* [TASK BRIEF]
Keep only the lines from the start of the data through the line containing "use crate::AppState;", and output them exactly.

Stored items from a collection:
:::

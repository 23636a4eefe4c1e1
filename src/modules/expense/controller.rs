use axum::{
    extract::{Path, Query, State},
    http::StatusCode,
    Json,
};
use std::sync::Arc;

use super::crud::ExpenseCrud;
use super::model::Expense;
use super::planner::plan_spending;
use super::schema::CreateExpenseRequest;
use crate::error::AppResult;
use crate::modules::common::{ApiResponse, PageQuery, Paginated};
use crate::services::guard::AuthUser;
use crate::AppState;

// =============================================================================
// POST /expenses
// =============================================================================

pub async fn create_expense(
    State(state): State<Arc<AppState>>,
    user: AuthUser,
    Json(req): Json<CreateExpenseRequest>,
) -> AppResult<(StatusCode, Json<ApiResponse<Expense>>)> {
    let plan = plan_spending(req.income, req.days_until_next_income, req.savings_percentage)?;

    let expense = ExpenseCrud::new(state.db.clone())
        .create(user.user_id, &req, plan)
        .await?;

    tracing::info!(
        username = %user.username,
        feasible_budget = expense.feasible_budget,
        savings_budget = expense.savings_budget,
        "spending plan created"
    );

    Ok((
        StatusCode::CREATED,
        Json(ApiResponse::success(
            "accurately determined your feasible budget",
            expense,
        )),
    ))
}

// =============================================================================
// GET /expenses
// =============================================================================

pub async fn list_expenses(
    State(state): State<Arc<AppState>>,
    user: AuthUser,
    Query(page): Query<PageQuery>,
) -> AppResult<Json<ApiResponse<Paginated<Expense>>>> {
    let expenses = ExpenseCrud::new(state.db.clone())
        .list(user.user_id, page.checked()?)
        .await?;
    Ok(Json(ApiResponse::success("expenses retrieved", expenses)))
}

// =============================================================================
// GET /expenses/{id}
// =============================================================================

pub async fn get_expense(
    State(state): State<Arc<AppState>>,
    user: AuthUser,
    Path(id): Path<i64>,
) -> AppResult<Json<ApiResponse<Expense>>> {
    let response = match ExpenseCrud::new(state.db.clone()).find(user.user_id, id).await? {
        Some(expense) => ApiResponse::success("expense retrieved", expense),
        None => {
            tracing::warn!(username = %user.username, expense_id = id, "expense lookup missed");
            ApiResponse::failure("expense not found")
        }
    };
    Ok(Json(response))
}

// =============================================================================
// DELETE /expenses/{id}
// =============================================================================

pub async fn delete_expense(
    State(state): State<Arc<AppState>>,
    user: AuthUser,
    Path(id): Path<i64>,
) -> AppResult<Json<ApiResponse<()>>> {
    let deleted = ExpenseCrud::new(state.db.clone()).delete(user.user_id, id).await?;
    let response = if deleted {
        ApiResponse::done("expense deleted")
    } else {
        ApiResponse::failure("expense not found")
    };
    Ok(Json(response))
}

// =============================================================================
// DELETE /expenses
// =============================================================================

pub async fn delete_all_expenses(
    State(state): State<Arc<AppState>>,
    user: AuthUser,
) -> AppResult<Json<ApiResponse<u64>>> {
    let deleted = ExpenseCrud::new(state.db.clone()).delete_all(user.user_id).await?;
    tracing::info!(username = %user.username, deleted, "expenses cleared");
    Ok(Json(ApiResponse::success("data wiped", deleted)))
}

:::

* [COMPLETED EXERCISE]
repository 23636a4eefe4c1e1
filename src/modules/expense/controller.rs
use axum::{
    extract::{Path, Query, State},
    http::StatusCode,
    Json,
};
use std::sync::Arc;

use super::crud::ExpenseCrud;
use super::model::Expense;
use super::planner::plan_spending;
use super::schema::CreateExpenseRequest;
use crate::error::AppResult;
use crate::modules::common::{ApiResponse, PageQuery, Paginated};
use crate::services::guard::AuthUser;
use crate::AppState;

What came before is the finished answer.